In the moments after Angela Bougher gave birth last winter, she and her husband, a suburban Chicago pastor, were eager to hold their new baby girl.
But as Bougher was being treated in the delivery room, the couple contends, a nurse picked up the infant to administer a vitamin K shot, a common practice in maternity wards across the country to help a baby’s blood-clotting ability in case of emergency.

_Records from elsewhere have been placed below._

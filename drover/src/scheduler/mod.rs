//! The scheduler: drains the event queue, routes invocations, admits them
//! through the lock registry, spawns invoker subprocesses, and processes
//! their lifecycle.
//!
//! The control loop is single-threaded; each spawned invocation gets a
//! monitor thread that waits on the child and folds the result back through
//! the filesystem (journal, audit, locks, continuations, re-queues), so the
//! main loop never blocks on a subprocess.

pub mod failures;
pub mod protocol;

use anyhow::{Context, Result};
use chrono::{DateTime, Utc};
use std::collections::{HashMap, VecDeque};
use std::fs;
use std::process::{Command, Stdio};
use std::sync::atomic::{AtomicBool, Ordering};
use std::sync::{Arc, Mutex};
use std::thread::JoinHandle;
use std::time::{Duration, Instant};

use crate::audit::{AuditJournal, AuditRecord};
use crate::backends::stderr::interpret_reset_token;
use crate::backends::{resolve_complexity, BackendRegistry, Route, TokenState};
use crate::config::Config;
use crate::continuation::ContinuationStore;
use crate::invoker::{stderr_log_file, stderr_excerpt};
use crate::locks::{Acquire, LockRegistry};
use crate::logging::ComponentLog;
use crate::notify::{self, Priority};
use crate::process::terminate_with_grace;
use crate::queue::{EventKind, EventQueue, QueueEvent};
use crate::sessions::SessionStore;
use crate::turn::{self, TurnKind};
use crate::validation::sanitize_for_flat_name;

use failures::FailureSentinels;
use protocol::parse_protocol;

/// Exit code recorded for interrupted invocations.
const INTERRUPT_EXIT_CODE: i32 = 130;
/// Grace period before an invoker is force-killed on stop.
const STOP_GRACE: Duration = Duration::from_secs(5);
/// Wait after SIGKILL before the final liveness check.
const STOP_POST_KILL: Duration = Duration::from_secs(1);
/// How much backend stderr lands in audit records.
const EXCERPT_BYTES: usize = 2048;

/// Bookkeeping for one spawned invocation. Whoever removes the entry from
/// the map owns lifecycle cleanup: normally the monitor thread, or the stop
/// handler when it preempts.
#[derive(Debug, Clone)]
struct InFlight {
    backend: String,
    pid: u32,
    input: String,
    output: String,
}

pub struct Scheduler {
    config: Config,
    queue: EventQueue,
    locks: LockRegistry,
    registry: BackendRegistry,
    tokens: TokenState,
    sessions: SessionStore,
    continuations: ContinuationStore,
    failures: FailureSentinels,
    audit: AuditJournal,
    log: Arc<ComponentLog>,
    retry: VecDeque<QueueEvent>,
    in_flight: Arc<Mutex<HashMap<String, InFlight>>>,
    monitors: Arc<Mutex<Vec<JoinHandle<()>>>>,
    /// Reset deadlines already announced, to notify once per exhaustion
    /// window.
    exhaustion_notified: HashMap<String, DateTime<Utc>>,
}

The Boughers said they are not “anti-vaxxers” or against any procedure they believe to be medically necessary, but they didn’t think the shot was in that category. They had agreed to sign a waiver confirming their wishes that the new baby — their fifth child — not receive vitamin K, based on their beliefs that God’s creation isn’t automatically deficient or flawed at birth.
But instead of offering them a form, the Boughers allege, the nurse announced she was reporting the couple to the Illinois Department of Children and Family Services and left the room with the newborn. It would be about 12 hours before they got the child back, the couple said.
“I honestly could not understand what was going on,” Angela Bougher said through tears in a recent interview. “I was in total shock. I’ve never not had my baby right away.”
The episode was the result of a controversial DCFS policy that classified parents’ refusal of their newborn’s vitamin K shot as medical neglect, a move that thrust the agency into a contentious debate over the rights of parents to make decisions about their children’s care. The policy was rescinded a year ago as agency leaders sought to ensure that DCFS wasn’t “overstepping the boundaries” of state law and determined the shots should not be classified as medically necessary.